Start of Data records
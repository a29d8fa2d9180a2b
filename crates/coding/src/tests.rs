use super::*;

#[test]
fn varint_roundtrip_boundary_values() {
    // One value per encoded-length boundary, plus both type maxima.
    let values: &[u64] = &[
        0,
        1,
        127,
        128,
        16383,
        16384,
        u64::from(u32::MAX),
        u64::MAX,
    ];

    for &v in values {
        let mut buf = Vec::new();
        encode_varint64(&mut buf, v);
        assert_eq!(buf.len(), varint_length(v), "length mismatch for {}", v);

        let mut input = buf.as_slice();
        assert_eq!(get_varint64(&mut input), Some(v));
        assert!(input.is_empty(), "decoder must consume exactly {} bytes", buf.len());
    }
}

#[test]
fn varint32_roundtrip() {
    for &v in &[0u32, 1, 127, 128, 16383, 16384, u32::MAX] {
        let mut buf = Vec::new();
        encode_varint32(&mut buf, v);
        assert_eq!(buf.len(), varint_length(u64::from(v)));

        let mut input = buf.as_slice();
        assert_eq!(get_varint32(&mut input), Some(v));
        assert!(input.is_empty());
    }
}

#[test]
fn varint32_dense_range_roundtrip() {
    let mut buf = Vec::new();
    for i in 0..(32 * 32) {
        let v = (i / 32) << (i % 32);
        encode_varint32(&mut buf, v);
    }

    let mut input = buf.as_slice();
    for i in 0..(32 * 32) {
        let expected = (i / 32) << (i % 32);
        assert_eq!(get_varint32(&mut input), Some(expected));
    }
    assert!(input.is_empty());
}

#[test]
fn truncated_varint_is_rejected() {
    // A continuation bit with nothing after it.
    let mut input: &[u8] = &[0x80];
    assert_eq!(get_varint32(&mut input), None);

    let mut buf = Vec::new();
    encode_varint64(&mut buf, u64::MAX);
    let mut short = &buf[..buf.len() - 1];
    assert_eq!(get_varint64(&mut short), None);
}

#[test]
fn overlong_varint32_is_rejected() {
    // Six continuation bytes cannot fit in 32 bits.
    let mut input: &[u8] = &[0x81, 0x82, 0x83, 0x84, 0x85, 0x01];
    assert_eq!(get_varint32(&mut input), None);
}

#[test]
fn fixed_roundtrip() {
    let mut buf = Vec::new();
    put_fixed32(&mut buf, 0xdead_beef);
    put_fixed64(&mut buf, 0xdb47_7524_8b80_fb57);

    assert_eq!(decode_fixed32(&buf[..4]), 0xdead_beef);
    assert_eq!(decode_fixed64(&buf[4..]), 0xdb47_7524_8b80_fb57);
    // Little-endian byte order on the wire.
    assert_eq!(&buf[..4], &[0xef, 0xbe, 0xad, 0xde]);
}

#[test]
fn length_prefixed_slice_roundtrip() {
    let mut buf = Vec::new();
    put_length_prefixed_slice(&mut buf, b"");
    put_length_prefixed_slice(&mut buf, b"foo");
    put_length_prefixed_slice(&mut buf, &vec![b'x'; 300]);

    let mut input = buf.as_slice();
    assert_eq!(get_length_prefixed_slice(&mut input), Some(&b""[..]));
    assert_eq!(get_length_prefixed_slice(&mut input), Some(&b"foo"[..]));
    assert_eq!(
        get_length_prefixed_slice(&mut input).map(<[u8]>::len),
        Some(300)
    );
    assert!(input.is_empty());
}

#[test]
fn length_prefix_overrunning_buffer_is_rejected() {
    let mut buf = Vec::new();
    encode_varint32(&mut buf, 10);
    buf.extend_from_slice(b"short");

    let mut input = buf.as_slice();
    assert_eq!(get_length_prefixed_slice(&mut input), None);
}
End of Data records
→ Try it
Go through the data above and tally every line that includes "continuation". State only the total.

→ Answer section
2